Regulators were contacted as follow-up to an article in the winter Counterpoint that quoted patients as saying that inpatient psychiatric units have become less welcoming and less healing in recent years as hospitals put an ever-increasing priority on making them physically safe from suicide attempts.
Activity areas have been closed off, patients are less able to take care of needs on their own, and the furnishings have become more sterile, they told Counterpoint.
Hospital leadership said new changes continue to be required by the Joint Commission, a private organization that accredits hospitals at a high cost and sometimes to the detriment of a therapeutic environment.
In written responses that they agreed to provide to Counterpoint, the Commission said that “hospitalization is intended to provide patients a safe, protected environment designed to heal and stabilize during periods of crisis when they are most vulnerable,” and given data that shows that hanging is the most frequent cause of inpatient suicide, standards “are appropriately focused on mitigating risks associated with hanging.”
The responses noted that the Joint Commission “requires organizations to treat individuals receiving care in a dignified and respectful manner” but that it does not define what creates a therapeutic environment, “as this is up to each organization based on their setting.”
“Accredited organizations have options when it comes to developing environments that are both safe and conducive to healing [and] are responsible for developing policies and procedures to promote individual autonomy and maintain a safe environment,” it said.
When a hospital is accredited by the Joint Commission, it is automatically deemed to be in compliance with the Centers for Medicare and Medicaid, according to Suzanne Leavitt, RN, who directs Vermont’s Licensing and Protection Division, which is the local arm for federal enforcement. CMS compliance is a requirement for federal funding.
She agreed that there is a difficult balance between protecting patient safety while also meeting the CMS definition, which includes emotional safety. Her agency does try to weigh “the personal dignity versus the hospital’s ability to keep people safe,” she said.
Leavitt said the difference in recent years is not new standards, but availability of new products that better meet safety goals.
“What strikes me” from the discussion, she said, is how it “is easier to change the environment” than make changes in other ways, such as staffing or policies – but it’s “not the CMS role” to direct hospitals on how they should meet the requirements.

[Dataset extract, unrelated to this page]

pub mod scheduler;

pub use scheduler::{SlotScheduler, SlotsConfig};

Former patients have shared the distressing impact of physical safety measures. Of the 16 responding to a Counterpoint poll, 11 (68%) said that safety features to prevent self-harm made psych units feel less healing. One person commented on the online Counterpoint article, saying that, “So many things that allowed for a therapeutic and healing environment have been stripped away due to the changes,” so that the hospital experience “feels more like incarceration or punishment rather than a place to heal.”

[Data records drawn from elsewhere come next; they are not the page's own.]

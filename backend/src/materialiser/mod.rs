pub mod retry;

use std::sync::Arc;
use std::time::{Duration, Instant};

use tokio::sync::watch;

use crate::clock::Clock;
use crate::db::repository::OrderRepository;
use crate::domain::Order;
use crate::error::AppError;
use crate::eventlog::{EventLogConsumer, LogRecord, codec};
use crate::fanout::FanOut;
use crate::kv::{
    KvStore, ORDERS_ACTIVE, ORDERS_DEAD_LETTER, ORDERS_PENDING_COUNTER, ORDERS_PENDING_SLOTS,
    ORDERS_TOTAL_COUNTER, ORDER_TTL_SECS, order_key, order_slot_start_key, order_visible_at_key,
};

use retry::with_retry;

/// Maximum wait per fetch.
const MAX_WAIT: Duration = Duration::from_secs(1);

/// Commit cadence for the background committer.
const COMMIT_INTERVAL: Duration = Duration::from_secs(5);

/// C3: consumes every order event at least once, materialises it into the
/// cache and relational store, and hands it to fan-out.
pub struct Materialiser {
    consumer: Arc<dyn EventLogConsumer>,
    db: Arc<dyn OrderRepository>,
    kv: Arc<dyn KvStore>,
    fanout: Arc<FanOut>,
    clock: Arc<dyn Clock>,
}

impl Materialiser {
    pub fn new(
        consumer: Arc<dyn EventLogConsumer>,
        db: Arc<dyn OrderRepository>,
        kv: Arc<dyn KvStore>,
        fanout: Arc<FanOut>,
        clock: Arc<dyn Clock>,
    ) -> Self {
        Self {
            consumer,
            db,
            kv,
            fanout,
            clock,
        }
    }

    /// Runs until `shutdown` fires. On clean shutdown, finishes the
    /// in-flight batch, commits, and returns `Ok`. A `FatalDownstream`
    /// error from a message halts consumption and is
    /// returned to the caller, which maps it onto exit code 2.
    pub async fn run(&self, mut shutdown: watch::Receiver<bool>) -> Result<(), AppError> {
        let mut last_commit = Instant::now();
        let mut uncommitted: Vec<LogRecord> = Vec::new();

        loop {
            let shutting_down = *shutdown.borrow();

            let batch = tokio::select! {
                biased;
                _ = shutdown.changed(), if !shutting_down => {
                    continue;
                }
                result = self.consumer.poll_batch(MAX_WAIT) => {
                    result.map_err(|e| AppError::TransientDownstream(e.to_string()))?
                }
            };

            for record in &batch {
                self.process_record(record).await?;
            }
            uncommitted.extend(batch);

            let due = last_commit.elapsed() >= COMMIT_INTERVAL;
            if (due || shutting_down) && !uncommitted.is_empty() {
                self.consumer
                    .commit(&uncommitted)
                    .await
                    .map_err(|e| AppError::TransientDownstream(e.to_string()))?;
                uncommitted.clear();
                last_commit = Instant::now();
            }

            if shutting_down {
                break;
            }
        }

        tracing::info!("materialiser exiting after final commit");
        Ok(())
    }

    /// Polls one batch and processes it without committing. Exposed for
    /// integration tests that need to drive materialisation a step at a
    /// time, driving `process_record` directly the way `run`'s loop body
    /// does.
    pub async fn drain_available(&self) -> Result<usize, AppError> {
        let batch = self
            .consumer
            .poll_batch(MAX_WAIT)
            .await
            .map_err(|e| AppError::TransientDownstream(e.to_string()))?;
        let n = batch.len();
        for record in &batch {
            self.process_record(record).await?;
        }
        Ok(n)
    }

    /// Per-message processing. Order-preserving
    /// within a partition because the caller awaits each record in turn.
    async fn process_record(&self, record: &LogRecord) -> Result<(), AppError> {
        let order = match codec::decode(&record.value) {
            Ok(order) => order,
            Err(e) => {
                // Step 1: decode failure on both schemas -> dead-letter,
                // commit, never block the partition.
                tracing::warn!(
                    partition = record.partition,
                    offset = record.offset,
                    error = %e,
                    "dead-lettering undecodable order event"
                );
                self.dead_letter(record, &e.to_string()).await;
                return Ok(());
            }
        };

        with_retry("materialiser.upsert", || async {
            self.db
                .upsert_if_not_regressing(&order)
                .await
                .map_err(|e| AppError::TransientDownstream(e.to_string()))
        })
        .await?;

        with_retry("materialiser.cache_put", || async {
            self.put_order_in_cache(&order)
                .await
                .map_err(|e| AppError::TransientDownstream(e.to_string()))
        })
        .await?;

        let id = order.id.to_string();

        // Step 5: first-writer-wins, 24h TTL.
        with_retry("materialiser.seed_visible_at", || async {
            self.kv
                .set_nx_ex(&order_visible_at_key(&id), &order.visible_at.to_rfc3339(), ORDER_TTL_SECS)
                .await
                .map_err(|e| AppError::TransientDownstream(e.to_string()))
        })
        .await?;
        with_retry("materialiser.seed_slot_start", || async {
            self.kv
                .set_nx_ex(&order_slot_start_key(&id), &order.slot_start.to_rfc3339(), ORDER_TTL_SECS)
                .await
                .map_err(|e| AppError::TransientDownstream(e.to_string()))
        })
        .await?;

        // Step 6: membership reconciliation, all set ops (idempotent under
        // replay P5).
        let now = self.clock.now();
        if order.visible_at > now {
            with_retry("materialiser.mark_pending", || async {
                self.kv
                    .srem(ORDERS_ACTIVE, &id)
                    .await
                    .map_err(|e| AppError::TransientDownstream(e.to_string()))?;
                self.kv
                    .sadd(ORDERS_PENDING_SLOTS, &id)
                    .await
                    .map_err(|e| AppError::TransientDownstream(e.to_string()))
            })
            .await?;
        } else {
            with_retry("materialiser.mark_active", || async {
                self.kv
                    .srem(ORDERS_PENDING_SLOTS, &id)
                    .await
                    .map_err(|e| AppError::TransientDownstream(e.to_string()))?;
                self.kv
                    .sadd(ORDERS_ACTIVE, &id)
                    .await
                    .map_err(|e| AppError::TransientDownstream(e.to_string()))
            })
            .await?;
        }

        // Step 7: advisory counters; never read by an invariant.
        self.kv.incr(ORDERS_TOTAL_COUNTER).await.ok();
        self.kv.incr(ORDERS_PENDING_COUNTER).await.ok();

        // Step 8: notify fan-out. Embargoed orders only nudge the
        // promoter; already-visible orders broadcast immediately.
        if let Err(e) = self.fanout.handle_materialized(order.id, order.display_id.clone()).await {
            tracing::warn!(order_id = %order.id, error = %e, "fan-out notification failed");
        }

        Ok(())
    }

    async fn put_order_in_cache(&self, order: &Order) -> anyhow::Result<()> {
        // The event log's canonical wire encoding is versioned bincode
        // (`codec::encode_v1`); the cache's `KvStore` surface is
        // string-valued, so
        // the cache's canonical encoding is this order's JSON projection.
        // Every reader of `order:{id}` in this crate (`fanout`, `bootstrap`)
        // decodes with the same `serde_json` round trip.
        let json = serde_json::to_string(order)?;
        self.kv
            .set_ex(&order_key(&order.id.to_string()), &json, ORDER_TTL_SECS)
            .await?;
        Ok(())
    }

    async fn dead_letter(&self, record: &LogRecord, reason: &str) {
        if let Err(e) = self
            .db
            .record_dead_letter(record.partition, record.offset, reason)
            .await
        {
            tracing::error!(error = %e, "failed to record dead letter in db");
        }
        let entry = format!("{}:{}:{}", record.partition, record.offset, reason);
        if let Err(e) = self.kv.rpush(ORDERS_DEAD_LETTER, &entry).await {
            tracing::error!(error = %e, "failed to record dead letter in kv");
        }
    }
}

“The pendulum needs to swing away from the extreme and find a balance… in the name of patient rights, dignity and healing,” the comment said. “What we have done to people who need this level of care is a shame. It needs to be rectified.”

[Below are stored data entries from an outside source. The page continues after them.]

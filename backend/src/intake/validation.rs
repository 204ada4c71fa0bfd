use crate::domain::order::{Customer, LineItem};
use crate::error::AppError;

use super::CreateOrderRequest;
use super::menu::MenuSnapshot;

const PRICE_TOLERANCE: i64 = 1;

/// Checks every precondition in order; the first violation wins and produces a
/// field path.
pub fn validate_and_price(
    req: &CreateOrderRequest,
    menu: &dyn MenuSnapshot,
) -> Result<Vec<LineItem>, AppError> {
    if req.items.is_empty() {
        return Err(AppError::invalid("items", "must be non-empty"));
    }

    let mut priced = Vec::with_capacity(req.items.len());
    for (idx, item) in req.items.iter().enumerate() {
        if item.quantity < 1 {
            return Err(AppError::invalid(
                format!("items[{idx}].quantity"),
                "must be >= 1",
            ));
        }

        let pizza_price = menu.price_of(&item.sku).ok_or_else(|| {
            AppError::invalid(format!("items[{idx}].sku"), "does not resolve in menu")
        })?;

        let mut extras_price = 0i64;
        for (extra_idx, extra_sku) in item.extras.iter().enumerate() {
            let p = menu.price_of(extra_sku).ok_or_else(|| {
                AppError::invalid(
                    format!("items[{idx}].extras[{extra_idx}]"),
                    "does not resolve in menu",
                )
            })?;
            extras_price += p;
        }

        priced.push(LineItem {
            sku: item.sku.clone(),
            quantity: item.quantity,
            unit_price: pizza_price + extras_price,
            extras: item.extras.clone(),
            pizza_price,
            extras_price,
        });
    }

    let computed_total: i64 = priced
        .iter()
        .map(|li| li.unit_price * li.quantity as i64)
        .sum();
    let computed_final = (computed_total - req.discount).max(0);

    if (req.total_price - computed_total).abs() > PRICE_TOLERANCE {
        return Err(AppError::invalid(
            "total_price",
            format!("expected ~{computed_total}, got {}", req.total_price),
        ));
    }
    if (req.final_price - computed_final).abs() > PRICE_TOLERANCE {
        return Err(AppError::invalid(
            "final_price",
            format!("expected ~{computed_final}, got {}", req.final_price),
        ));
    }
    if req.final_price > req.total_price + PRICE_TOLERANCE {
        return Err(AppError::invalid(
            "final_price",
            "must not exceed total_price",
        ));
    }

    if !req.is_pickup
        && req
            .customer
            .delivery_address
            .as_deref()
            .map(str::trim)
            .unwrap_or("")
            .is_empty()
    {
        return Err(AppError::invalid(
            "customer.delivery_address",
            "required when is_pickup is false",
        ));
    }

    if !is_digit_only_phone(&req.customer.phone) {
        return Err(AppError::invalid(
            "customer.phone",
            "must be digits only, 7-15 characters",
        ));
    }

    Ok(priced)
}

fn is_digit_only_phone(phone: &str) -> bool {
    let len = phone.chars().count();
    (7..=15).contains(&len) && phone.chars().all(|c| c.is_ascii_digit())
}

pub fn build_customer(req: &super::CustomerRequest) -> Customer {
    Customer {
        phone: req.phone.clone(),
        first_name: req.first_name.clone(),
        last_name: req.last_name.clone(),
        delivery_address: req.delivery_address.clone(),
    }
}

Leavitt said she agreed with the suggestion that there was a potential that creating highly sterile inpatient environments might increase the risk to patients after they leave the hospital. “[We] don’t want to infantilize folks so they don’t feel prepared” after discharge, she noted.
“I would love to see that explored by the researchers in psychiatry,” Leavitt said, because regulators have to follow what research shows to “help us with the best practices.”
A report of the Joint Commission’s expert panel that developed its newest standards observed in 2017 that, “Most experts think that far more suicides occur shortly after hospital discharge, although conclusive national data are not available.” When asked by Counterpoint about any pending new research, the Joint Commission said it was “not aware of any data or studies that explore specific characteristics of the inpatient hospital environment and an association with post-discharge suicide rates or psychiatric readmission rates.”